THE RECORDS section start
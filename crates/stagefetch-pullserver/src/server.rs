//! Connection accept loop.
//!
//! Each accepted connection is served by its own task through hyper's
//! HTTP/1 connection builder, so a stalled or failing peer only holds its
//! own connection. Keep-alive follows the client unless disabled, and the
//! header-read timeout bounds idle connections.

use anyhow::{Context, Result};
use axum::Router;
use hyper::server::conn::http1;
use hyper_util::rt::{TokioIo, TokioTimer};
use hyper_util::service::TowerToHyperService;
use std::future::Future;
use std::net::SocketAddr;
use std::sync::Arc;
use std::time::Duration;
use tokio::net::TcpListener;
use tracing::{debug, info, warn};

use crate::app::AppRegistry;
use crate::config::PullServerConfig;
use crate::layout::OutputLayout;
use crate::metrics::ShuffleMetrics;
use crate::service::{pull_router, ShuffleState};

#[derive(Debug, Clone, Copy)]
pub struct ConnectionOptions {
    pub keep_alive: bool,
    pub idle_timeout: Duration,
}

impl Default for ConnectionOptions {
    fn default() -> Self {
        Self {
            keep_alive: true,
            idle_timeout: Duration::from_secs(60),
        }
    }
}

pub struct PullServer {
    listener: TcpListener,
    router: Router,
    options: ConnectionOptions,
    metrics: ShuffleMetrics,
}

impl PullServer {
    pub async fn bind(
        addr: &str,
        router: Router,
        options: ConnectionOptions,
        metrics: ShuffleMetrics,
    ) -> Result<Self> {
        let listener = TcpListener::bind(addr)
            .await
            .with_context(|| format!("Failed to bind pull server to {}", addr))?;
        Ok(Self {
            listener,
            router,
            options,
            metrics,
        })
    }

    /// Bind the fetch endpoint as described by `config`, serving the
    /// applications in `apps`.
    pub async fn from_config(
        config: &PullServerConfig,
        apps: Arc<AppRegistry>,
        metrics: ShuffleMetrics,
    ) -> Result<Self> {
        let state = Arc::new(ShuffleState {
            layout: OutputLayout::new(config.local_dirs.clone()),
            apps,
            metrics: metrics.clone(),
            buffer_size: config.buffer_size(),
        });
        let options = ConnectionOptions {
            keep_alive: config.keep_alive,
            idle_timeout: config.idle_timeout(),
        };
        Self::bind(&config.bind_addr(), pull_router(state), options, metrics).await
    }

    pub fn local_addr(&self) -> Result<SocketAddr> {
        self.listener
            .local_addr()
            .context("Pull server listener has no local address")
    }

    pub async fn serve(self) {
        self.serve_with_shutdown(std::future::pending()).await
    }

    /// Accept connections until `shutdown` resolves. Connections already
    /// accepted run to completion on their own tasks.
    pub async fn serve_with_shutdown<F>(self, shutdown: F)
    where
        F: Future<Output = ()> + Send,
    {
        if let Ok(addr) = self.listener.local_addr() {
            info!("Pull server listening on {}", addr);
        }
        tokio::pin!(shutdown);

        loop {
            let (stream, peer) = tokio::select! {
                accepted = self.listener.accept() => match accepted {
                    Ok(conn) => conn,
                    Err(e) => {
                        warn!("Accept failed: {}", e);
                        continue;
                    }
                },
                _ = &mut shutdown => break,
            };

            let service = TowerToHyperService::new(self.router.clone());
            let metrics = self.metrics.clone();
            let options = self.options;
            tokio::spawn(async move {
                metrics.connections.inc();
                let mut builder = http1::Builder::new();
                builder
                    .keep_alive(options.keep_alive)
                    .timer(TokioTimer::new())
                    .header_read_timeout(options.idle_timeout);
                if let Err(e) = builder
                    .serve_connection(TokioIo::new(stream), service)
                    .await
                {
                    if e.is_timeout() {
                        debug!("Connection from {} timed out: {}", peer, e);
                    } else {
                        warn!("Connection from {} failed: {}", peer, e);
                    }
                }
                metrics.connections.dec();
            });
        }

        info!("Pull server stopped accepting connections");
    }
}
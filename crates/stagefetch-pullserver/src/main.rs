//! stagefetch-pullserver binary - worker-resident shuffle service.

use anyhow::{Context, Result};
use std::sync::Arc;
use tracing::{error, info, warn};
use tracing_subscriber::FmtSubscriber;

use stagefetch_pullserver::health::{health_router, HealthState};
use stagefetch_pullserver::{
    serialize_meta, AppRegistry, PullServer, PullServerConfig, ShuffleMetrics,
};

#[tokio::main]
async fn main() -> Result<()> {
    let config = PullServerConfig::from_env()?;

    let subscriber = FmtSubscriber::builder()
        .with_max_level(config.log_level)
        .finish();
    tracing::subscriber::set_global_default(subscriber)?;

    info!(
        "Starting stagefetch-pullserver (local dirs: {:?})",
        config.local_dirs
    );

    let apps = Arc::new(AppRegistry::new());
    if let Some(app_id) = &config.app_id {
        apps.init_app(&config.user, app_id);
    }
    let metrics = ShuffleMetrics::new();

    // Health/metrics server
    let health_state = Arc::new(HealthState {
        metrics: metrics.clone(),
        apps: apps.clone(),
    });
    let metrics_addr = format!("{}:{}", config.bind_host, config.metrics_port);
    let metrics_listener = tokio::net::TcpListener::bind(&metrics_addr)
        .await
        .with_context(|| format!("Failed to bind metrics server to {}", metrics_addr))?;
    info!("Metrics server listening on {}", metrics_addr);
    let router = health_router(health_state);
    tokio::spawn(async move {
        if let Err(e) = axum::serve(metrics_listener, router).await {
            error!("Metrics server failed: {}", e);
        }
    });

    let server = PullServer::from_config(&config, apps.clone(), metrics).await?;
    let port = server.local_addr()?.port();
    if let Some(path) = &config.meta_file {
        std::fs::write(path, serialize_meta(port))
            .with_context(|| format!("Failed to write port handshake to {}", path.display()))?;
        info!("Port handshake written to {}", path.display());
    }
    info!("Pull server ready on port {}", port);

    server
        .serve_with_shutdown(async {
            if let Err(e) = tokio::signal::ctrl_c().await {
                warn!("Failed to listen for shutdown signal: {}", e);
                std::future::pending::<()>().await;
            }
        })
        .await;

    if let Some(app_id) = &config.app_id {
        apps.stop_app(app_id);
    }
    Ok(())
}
THE RECORDS section end
THE RECORDS section start
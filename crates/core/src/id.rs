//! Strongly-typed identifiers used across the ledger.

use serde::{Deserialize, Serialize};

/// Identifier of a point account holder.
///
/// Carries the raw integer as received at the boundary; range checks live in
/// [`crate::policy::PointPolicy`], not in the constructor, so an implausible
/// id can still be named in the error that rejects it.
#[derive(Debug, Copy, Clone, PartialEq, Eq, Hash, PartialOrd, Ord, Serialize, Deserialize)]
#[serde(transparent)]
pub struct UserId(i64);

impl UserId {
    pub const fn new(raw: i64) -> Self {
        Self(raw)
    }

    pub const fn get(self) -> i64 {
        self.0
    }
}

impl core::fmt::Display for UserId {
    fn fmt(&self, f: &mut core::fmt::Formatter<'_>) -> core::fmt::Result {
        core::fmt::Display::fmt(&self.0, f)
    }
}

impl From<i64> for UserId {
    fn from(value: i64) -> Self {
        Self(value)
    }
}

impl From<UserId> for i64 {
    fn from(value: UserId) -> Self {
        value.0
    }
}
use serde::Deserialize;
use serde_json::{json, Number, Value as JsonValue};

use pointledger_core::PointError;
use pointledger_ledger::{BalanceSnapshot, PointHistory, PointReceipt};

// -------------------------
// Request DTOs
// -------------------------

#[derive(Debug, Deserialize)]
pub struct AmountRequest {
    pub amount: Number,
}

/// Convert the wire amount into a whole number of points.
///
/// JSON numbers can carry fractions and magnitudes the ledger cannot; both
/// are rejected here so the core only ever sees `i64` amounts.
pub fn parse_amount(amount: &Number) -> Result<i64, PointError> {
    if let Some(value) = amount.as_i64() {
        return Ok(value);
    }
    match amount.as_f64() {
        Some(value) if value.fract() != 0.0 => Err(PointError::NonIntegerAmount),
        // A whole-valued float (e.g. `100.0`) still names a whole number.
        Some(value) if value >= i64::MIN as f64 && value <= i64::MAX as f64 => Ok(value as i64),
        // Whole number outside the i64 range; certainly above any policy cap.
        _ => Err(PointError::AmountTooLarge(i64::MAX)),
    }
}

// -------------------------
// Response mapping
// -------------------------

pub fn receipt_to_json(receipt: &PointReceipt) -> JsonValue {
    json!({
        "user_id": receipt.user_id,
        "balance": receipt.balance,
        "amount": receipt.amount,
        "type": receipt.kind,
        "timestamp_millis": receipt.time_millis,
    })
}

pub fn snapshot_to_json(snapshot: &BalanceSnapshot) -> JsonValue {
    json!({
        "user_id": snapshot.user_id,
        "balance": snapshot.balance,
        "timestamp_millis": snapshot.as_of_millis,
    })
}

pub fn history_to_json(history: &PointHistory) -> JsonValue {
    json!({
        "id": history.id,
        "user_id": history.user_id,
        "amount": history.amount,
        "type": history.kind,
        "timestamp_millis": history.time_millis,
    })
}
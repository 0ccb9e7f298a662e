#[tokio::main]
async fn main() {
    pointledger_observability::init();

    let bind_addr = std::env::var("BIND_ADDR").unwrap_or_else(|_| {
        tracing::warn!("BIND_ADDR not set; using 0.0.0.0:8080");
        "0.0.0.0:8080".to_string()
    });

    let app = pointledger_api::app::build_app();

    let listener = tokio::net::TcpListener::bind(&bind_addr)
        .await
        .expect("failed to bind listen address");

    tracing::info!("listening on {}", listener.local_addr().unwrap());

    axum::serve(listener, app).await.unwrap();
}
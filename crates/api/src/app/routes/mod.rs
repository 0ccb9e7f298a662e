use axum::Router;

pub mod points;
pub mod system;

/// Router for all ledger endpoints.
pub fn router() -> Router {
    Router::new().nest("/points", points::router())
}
THE RECORDS section end
* [PROBLEM STATEMENT]:
In the listing above, transcribe exactly everything from the line containing "use std::net::SocketAddr;" down to the line containing "#[derive(Debug, Clone, Copy)]", including both and nothing more.

* [TASK RESPONSE]:
use std::net::SocketAddr;
use std::sync::Arc;
use std::time::Duration;
use tokio::net::TcpListener;
use tracing::{debug, info, warn};

use crate::app::AppRegistry;
use crate::config::PullServerConfig;
use crate::layout::OutputLayout;
use crate::metrics::ShuffleMetrics;
use crate::service::{pull_router, ShuffleState};

#[derive(Debug, Clone, Copy)]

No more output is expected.